─── Data to process ───
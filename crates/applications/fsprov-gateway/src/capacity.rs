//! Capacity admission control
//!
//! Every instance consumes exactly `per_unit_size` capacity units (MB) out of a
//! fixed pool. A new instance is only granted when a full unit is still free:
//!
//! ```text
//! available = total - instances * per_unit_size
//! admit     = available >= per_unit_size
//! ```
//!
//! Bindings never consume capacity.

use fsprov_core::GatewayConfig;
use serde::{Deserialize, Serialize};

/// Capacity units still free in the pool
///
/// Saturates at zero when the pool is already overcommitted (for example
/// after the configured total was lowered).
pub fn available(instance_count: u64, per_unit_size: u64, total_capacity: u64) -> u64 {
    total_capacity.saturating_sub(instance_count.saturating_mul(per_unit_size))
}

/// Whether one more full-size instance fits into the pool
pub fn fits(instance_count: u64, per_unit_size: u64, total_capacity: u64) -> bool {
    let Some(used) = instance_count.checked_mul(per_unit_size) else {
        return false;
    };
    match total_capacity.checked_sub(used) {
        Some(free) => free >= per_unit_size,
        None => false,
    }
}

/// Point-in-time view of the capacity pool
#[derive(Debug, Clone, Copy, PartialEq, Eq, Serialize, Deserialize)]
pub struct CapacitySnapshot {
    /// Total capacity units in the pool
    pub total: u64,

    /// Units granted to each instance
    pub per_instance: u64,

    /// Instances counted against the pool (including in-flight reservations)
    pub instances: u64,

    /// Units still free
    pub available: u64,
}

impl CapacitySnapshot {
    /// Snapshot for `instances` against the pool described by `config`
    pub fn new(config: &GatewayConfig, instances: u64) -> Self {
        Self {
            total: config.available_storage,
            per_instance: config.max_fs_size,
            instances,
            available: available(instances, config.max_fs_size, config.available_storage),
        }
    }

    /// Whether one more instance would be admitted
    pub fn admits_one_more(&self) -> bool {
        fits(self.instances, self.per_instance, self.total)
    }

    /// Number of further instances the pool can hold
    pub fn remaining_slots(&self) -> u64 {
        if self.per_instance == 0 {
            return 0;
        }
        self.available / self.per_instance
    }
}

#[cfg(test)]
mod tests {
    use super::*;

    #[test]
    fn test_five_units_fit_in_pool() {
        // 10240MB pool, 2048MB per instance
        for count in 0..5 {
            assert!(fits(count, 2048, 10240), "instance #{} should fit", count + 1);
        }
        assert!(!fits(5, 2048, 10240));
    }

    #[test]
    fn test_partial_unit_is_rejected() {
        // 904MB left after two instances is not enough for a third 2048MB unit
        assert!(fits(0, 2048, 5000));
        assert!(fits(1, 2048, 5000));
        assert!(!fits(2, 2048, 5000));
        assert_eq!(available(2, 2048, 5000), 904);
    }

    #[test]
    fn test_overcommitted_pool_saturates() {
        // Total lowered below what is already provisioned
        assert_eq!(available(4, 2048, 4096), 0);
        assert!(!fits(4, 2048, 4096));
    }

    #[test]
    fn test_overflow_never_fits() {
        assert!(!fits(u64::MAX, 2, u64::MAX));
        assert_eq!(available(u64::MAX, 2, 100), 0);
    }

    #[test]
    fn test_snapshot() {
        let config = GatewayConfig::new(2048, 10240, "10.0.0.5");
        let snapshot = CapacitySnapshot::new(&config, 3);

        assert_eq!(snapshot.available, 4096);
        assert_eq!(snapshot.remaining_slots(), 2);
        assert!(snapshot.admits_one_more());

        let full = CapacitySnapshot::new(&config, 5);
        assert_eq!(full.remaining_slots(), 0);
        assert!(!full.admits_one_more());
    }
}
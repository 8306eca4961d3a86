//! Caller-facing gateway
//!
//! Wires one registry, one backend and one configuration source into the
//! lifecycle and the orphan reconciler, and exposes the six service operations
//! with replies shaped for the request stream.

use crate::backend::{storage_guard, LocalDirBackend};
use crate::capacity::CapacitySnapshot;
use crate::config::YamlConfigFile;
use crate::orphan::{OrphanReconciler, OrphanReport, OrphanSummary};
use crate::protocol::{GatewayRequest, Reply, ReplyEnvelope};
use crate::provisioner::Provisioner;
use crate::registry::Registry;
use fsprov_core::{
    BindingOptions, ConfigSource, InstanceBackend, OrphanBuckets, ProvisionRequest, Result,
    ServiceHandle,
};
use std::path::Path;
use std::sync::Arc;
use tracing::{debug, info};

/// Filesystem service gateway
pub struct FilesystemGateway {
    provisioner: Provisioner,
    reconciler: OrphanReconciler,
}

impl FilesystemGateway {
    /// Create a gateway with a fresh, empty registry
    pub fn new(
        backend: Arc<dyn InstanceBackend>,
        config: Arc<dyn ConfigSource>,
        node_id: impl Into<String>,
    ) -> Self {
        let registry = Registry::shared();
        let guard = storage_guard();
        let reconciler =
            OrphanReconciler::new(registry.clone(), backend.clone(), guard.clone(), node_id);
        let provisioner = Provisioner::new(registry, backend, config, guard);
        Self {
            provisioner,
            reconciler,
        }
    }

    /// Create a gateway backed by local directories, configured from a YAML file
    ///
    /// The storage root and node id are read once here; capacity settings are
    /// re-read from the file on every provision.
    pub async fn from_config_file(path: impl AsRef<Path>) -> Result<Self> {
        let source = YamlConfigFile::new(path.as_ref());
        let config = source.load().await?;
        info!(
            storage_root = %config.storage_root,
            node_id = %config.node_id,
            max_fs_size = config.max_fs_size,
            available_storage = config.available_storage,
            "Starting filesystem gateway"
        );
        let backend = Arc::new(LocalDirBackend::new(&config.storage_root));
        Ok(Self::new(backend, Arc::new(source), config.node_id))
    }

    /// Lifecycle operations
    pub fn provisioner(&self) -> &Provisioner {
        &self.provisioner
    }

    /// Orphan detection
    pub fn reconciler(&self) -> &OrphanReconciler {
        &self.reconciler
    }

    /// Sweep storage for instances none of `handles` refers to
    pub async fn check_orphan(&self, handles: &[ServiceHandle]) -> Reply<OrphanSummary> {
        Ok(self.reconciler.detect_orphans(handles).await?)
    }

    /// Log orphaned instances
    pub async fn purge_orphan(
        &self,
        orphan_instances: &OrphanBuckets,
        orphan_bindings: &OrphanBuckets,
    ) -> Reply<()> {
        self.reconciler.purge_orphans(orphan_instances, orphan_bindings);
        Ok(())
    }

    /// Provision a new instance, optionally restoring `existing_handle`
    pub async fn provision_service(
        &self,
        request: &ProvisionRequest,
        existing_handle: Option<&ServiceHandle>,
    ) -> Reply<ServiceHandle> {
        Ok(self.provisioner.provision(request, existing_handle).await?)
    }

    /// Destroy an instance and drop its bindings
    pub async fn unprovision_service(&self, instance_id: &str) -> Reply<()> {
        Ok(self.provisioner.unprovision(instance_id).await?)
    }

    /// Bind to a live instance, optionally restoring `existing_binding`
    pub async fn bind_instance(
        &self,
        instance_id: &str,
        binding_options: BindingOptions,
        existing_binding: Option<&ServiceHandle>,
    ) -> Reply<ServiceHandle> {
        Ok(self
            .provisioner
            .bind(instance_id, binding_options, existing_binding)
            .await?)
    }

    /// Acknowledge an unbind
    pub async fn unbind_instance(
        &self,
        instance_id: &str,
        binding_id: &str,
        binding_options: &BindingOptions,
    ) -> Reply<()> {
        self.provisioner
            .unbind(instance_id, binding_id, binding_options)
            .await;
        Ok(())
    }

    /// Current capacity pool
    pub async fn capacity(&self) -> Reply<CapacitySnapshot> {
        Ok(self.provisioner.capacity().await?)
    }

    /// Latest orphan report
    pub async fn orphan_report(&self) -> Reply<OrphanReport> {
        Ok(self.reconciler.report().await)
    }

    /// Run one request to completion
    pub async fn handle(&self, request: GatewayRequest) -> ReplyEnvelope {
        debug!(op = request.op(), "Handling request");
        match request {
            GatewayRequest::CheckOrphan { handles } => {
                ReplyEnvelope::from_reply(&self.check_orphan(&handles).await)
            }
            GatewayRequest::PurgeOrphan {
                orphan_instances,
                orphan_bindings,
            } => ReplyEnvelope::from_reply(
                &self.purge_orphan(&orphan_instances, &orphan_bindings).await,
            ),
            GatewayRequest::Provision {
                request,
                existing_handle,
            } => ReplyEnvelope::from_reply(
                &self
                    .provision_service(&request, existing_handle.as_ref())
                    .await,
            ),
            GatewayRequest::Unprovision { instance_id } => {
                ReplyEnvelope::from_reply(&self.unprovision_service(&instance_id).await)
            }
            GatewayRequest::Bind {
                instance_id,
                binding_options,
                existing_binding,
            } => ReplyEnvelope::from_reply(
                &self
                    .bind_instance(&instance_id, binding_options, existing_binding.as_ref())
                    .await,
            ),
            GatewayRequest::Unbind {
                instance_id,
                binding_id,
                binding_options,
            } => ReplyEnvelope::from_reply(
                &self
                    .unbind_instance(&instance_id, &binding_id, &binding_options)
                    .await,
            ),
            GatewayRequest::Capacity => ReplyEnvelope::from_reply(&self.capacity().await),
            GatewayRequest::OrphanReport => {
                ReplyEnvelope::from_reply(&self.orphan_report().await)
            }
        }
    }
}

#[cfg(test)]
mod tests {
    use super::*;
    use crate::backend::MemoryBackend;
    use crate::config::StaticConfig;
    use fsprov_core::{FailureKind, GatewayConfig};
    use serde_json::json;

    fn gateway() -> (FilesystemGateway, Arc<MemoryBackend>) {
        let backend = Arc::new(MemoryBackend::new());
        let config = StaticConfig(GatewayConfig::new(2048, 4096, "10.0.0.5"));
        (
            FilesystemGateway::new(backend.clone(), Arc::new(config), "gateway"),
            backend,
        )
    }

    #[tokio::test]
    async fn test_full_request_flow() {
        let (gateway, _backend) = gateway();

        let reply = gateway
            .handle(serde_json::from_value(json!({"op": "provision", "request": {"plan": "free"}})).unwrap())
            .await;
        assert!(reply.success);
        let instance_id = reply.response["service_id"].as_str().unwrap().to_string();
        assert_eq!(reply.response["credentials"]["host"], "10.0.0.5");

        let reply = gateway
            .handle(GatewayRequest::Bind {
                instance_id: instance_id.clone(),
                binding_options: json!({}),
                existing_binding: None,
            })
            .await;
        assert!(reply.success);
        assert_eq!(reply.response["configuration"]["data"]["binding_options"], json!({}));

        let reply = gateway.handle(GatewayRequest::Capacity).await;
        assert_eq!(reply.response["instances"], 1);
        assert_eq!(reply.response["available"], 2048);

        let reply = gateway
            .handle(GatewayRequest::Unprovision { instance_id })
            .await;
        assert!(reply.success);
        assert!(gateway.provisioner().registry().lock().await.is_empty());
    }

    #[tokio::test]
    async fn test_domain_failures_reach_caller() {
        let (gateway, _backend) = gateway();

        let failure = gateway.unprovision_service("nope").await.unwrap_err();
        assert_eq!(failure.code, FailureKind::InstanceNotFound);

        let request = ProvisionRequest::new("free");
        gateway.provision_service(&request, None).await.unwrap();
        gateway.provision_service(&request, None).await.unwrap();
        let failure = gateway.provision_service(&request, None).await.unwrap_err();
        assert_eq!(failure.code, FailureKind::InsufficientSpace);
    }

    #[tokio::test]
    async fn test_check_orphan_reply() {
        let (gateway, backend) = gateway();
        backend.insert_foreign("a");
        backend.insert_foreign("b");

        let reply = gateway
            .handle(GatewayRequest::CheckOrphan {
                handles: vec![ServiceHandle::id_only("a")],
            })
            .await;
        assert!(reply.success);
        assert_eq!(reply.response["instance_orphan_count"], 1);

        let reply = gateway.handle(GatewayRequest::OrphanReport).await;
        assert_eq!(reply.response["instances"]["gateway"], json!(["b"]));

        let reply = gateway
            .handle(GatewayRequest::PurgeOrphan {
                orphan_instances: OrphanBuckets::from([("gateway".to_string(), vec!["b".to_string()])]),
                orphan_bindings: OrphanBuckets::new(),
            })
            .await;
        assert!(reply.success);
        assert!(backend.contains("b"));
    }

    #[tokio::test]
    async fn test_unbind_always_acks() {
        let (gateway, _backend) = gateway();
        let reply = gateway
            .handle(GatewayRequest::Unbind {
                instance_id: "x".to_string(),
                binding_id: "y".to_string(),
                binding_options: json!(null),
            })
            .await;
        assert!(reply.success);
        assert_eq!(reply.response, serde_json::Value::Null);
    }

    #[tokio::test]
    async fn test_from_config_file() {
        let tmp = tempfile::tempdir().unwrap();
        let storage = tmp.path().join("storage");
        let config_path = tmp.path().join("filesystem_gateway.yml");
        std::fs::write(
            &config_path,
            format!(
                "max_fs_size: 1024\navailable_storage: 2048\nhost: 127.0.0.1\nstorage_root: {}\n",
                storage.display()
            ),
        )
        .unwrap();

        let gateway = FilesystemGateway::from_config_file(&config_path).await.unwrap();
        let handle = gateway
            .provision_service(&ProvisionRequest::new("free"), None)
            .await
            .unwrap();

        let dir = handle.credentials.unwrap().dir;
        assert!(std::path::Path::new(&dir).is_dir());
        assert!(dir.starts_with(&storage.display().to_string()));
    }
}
───
→ **Brief**
Where a line of the listing includes the word "against", add it to the tally, and give the final number and nothing more.

→ **Task response**
2